> _Work task_
Lines that include the string "DieselRepository" are the ones to copy from the entries below.

-- Opening Marker --

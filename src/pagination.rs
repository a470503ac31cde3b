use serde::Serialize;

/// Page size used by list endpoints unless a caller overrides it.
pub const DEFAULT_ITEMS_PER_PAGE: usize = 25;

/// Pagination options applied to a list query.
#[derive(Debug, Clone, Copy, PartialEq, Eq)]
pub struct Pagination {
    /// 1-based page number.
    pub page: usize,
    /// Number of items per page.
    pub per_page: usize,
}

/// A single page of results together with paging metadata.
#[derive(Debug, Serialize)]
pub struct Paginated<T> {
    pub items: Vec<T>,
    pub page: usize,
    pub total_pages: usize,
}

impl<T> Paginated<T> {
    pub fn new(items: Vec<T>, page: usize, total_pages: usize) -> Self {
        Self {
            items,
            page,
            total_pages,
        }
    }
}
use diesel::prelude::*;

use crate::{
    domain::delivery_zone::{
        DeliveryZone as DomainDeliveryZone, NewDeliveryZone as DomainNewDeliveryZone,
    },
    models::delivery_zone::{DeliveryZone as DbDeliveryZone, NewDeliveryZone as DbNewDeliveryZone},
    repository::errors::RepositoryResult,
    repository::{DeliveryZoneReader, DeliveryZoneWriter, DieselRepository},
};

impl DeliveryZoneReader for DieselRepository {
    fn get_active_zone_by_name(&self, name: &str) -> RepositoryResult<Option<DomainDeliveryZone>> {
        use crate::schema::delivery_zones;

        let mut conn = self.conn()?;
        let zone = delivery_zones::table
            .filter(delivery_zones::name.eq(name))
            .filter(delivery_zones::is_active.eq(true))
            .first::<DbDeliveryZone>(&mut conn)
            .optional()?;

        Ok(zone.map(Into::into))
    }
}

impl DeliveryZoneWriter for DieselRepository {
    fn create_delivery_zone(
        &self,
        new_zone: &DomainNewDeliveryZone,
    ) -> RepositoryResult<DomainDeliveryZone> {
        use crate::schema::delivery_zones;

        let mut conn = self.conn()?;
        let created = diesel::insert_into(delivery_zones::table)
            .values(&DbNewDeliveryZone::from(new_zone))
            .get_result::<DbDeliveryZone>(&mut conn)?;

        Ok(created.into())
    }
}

-- Closing Marker --

> _Response_
    repository::{DeliveryZoneReader, DeliveryZoneWriter, DieselRepository},
impl DeliveryZoneReader for DieselRepository {
impl DeliveryZoneWriter for DieselRepository {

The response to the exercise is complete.